Collection entries

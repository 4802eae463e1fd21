//! Isoline and isoband computation over a scalar field.
//!
//! Per level: extract oriented segments from every triangulated cell, join
//! them into chains of grid edges, interpolate and map the chains to real
//! space, then re-join and split pinched loops. Isobands close those paths
//! along the field's bounding rectangle.

use crate::config::ContourConfig;
use crate::error::{ContourError, Result};
use crate::grid::ScalarField;
use crate::isoband::{build_isobands, Rectangle};
use crate::join::join_paths;
use crate::levels::compute_levels;
use crate::mapper::{confirm_paths, map_paths, GridTransform};
use crate::segments::{extract_segments, Edge};
use crate::types::{Isoband, Isoline, Point};
use rayon::prelude::*;

/// Compute the isolines of `field` at each of `levels`.
///
/// Levels must be finite, strictly increasing and within the field's value
/// range. The result has one entry per level, in order; a level that crosses
/// no cell has no paths.
pub fn compute_contours(field: &ScalarField, levels: &[f64]) -> Result<Vec<Isoline>> {
    validate_levels(levels)?;
    check_levels_in_range(field, levels)?;
    Ok(isolines_for_levels(field, levels, false))
}

/// Compute the filled bands of `field` delimited by `levels`.
///
/// Returns `levels.len() + 1` bands from lowest to highest.
pub fn compute_isobands(field: &ScalarField, levels: &[f64]) -> Result<Vec<Isoband>> {
    let isolines = compute_contours(field, levels)?;
    isobands_from_isolines(field, &isolines)
}

fn isolines_for_levels(field: &ScalarField, levels: &[f64], parallel: bool) -> Vec<Isoline> {
    let transform = GridTransform::for_field(field);

    let isolines: Vec<Isoline> = if parallel {
        levels
            .par_iter()
            .map(|&level| Isoline {
                level,
                paths: level_paths(field, level, &transform),
            })
            .collect()
    } else {
        levels
            .iter()
            .map(|&level| Isoline {
                level,
                paths: level_paths(field, level, &transform),
            })
            .collect()
    };

    tracing::debug!(
        cols = field.col_count(),
        rows = field.row_count(),
        num_levels = levels.len(),
        num_paths = isolines.iter().map(|l| l.paths.len()).sum::<usize>(),
        total_points = isolines
            .iter()
            .flat_map(|l| l.paths.iter())
            .map(|p| p.len())
            .sum::<usize>(),
        parallel,
        "Computed isolines"
    );

    isolines
}

fn isobands_from_isolines(field: &ScalarField, isolines: &[Isoline]) -> Result<Vec<Isoband>> {
    let rect = Rectangle::new(field.x_range(), field.y_range());
    let bands = build_isobands(isolines, &rect, field.z_range(), field.value(0, 0))?;

    tracing::debug!(
        num_bands = bands.len(),
        num_polygons = bands.iter().map(|b| b.polygons.len()).sum::<usize>(),
        "Computed isobands"
    );

    Ok(bands)
}

fn level_paths(field: &ScalarField, level: f64, transform: &GridTransform) -> Vec<Vec<Point>> {
    let segments = extract_segments(field, level);
    let num_segments = segments.len();

    let chains = join_paths(
        segments.into_iter().map(|s| vec![s.start, s.end]),
        |edge: &Edge| *edge,
    );

    debug_assert!(
        chains
            .open
            .iter()
            .all(|chain| ends_on_boundary(chain, field.col_count(), field.row_count())),
        "open chain at level {} ends inside the grid",
        level
    );

    let grid_paths = chains.into_paths();
    let paths = confirm_paths(map_paths(&grid_paths, level, transform));

    tracing::trace!(level, num_segments, num_paths = paths.len(), "Level contoured");

    paths
}

fn ends_on_boundary(chain: &[Edge], col_count: usize, row_count: usize) -> bool {
    match (chain.first(), chain.last()) {
        (Some(first), Some(last)) => {
            first.is_on_boundary(col_count, row_count) && last.is_on_boundary(col_count, row_count)
        }
        _ => true,
    }
}

fn validate_levels(levels: &[f64]) -> Result<()> {
    if let Some(level) = levels.iter().find(|l| !l.is_finite()) {
        return Err(ContourError::invalid_levels(format!(
            "level {} is not finite",
            level
        )));
    }
    if let Some(w) = levels.windows(2).find(|w| w[0] >= w[1]) {
        return Err(ContourError::invalid_levels(format!(
            "levels must be strictly increasing ({} then {})",
            w[0], w[1]
        )));
    }
    Ok(())
}

fn check_levels_in_range(field: &ScalarField, levels: &[f64]) -> Result<()> {
    let range = field.z_range();
    match levels.iter().find(|&&level| !range.contains(level)) {
        Some(&level) => Err(ContourError::LevelOutOfRange {
            level,
            min: range.lower,
            max: range.upper,
        }),
        None => Ok(()),
    }
}

/// Contours a field at levels derived from its own value range.
#[derive(Debug, Clone, Default)]
pub struct ContourGenerator {
    config: ContourConfig,
}

impl ContourGenerator {
    pub fn new(config: ContourConfig) -> Result<Self> {
        config.validate()?;
        Ok(Self { config })
    }

    pub fn config(&self) -> &ContourConfig {
        &self.config
    }

    /// Levels for `field`, or `None` when its value range is degenerate.
    pub fn levels(&self, field: &ScalarField) -> Option<Vec<f64>> {
        compute_levels(Some(field.z_range()), &self.config.bin_options())
    }

    /// Isolines at the configured levels. A degenerate range yields none.
    pub fn isolines(&self, field: &ScalarField) -> Result<Vec<Isoline>> {
        let Some(levels) = self.levels(field) else {
            tracing::debug!(z_range = ?field.z_range(), "Degenerate value range, no contours");
            return Ok(Vec::new());
        };
        validate_levels(&levels)?;
        Ok(isolines_for_levels(field, &levels, self.config.parallel))
    }

    /// Isobands at the configured levels. A degenerate range yields none.
    pub fn isobands(&self, field: &ScalarField) -> Result<Vec<Isoband>> {
        let isolines = self.isolines(field)?;
        if isolines.is_empty() {
            return Ok(Vec::new());
        }
        isobands_from_isolines(field, &isolines)
    }
}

→ AIM OF THE EXERCISE:
Where the data above reaches the line holding "isolines: &[Isoline]) ->", begin printing, and stop after the line holding "tracing::trace!(level, num_segments, num_paths". Each line must be reproduced exactly, with nothing else added.

→ PROBLEM SOLUTION:
fn isobands_from_isolines(field: &ScalarField, isolines: &[Isoline]) -> Result<Vec<Isoband>> {
    let rect = Rectangle::new(field.x_range(), field.y_range());
    let bands = build_isobands(isolines, &rect, field.z_range(), field.value(0, 0))?;

    tracing::debug!(
        num_bands = bands.len(),
        num_polygons = bands.iter().map(|b| b.polygons.len()).sum::<usize>(),
        "Computed isobands"
    );

    Ok(bands)
}

fn level_paths(field: &ScalarField, level: f64, transform: &GridTransform) -> Vec<Vec<Point>> {
    let segments = extract_segments(field, level);
    let num_segments = segments.len();

    let chains = join_paths(
        segments.into_iter().map(|s| vec![s.start, s.end]),
        |edge: &Edge| *edge,
    );

    debug_assert!(
        chains
            .open
            .iter()
            .all(|chain| ends_on_boundary(chain, field.col_count(), field.row_count())),
        "open chain at level {} ends inside the grid",
        level
    );

    let grid_paths = chains.into_paths();
    let paths = confirm_paths(map_paths(&grid_paths, level, transform));

    tracing::trace!(level, num_segments, num_paths = paths.len(), "Level contoured");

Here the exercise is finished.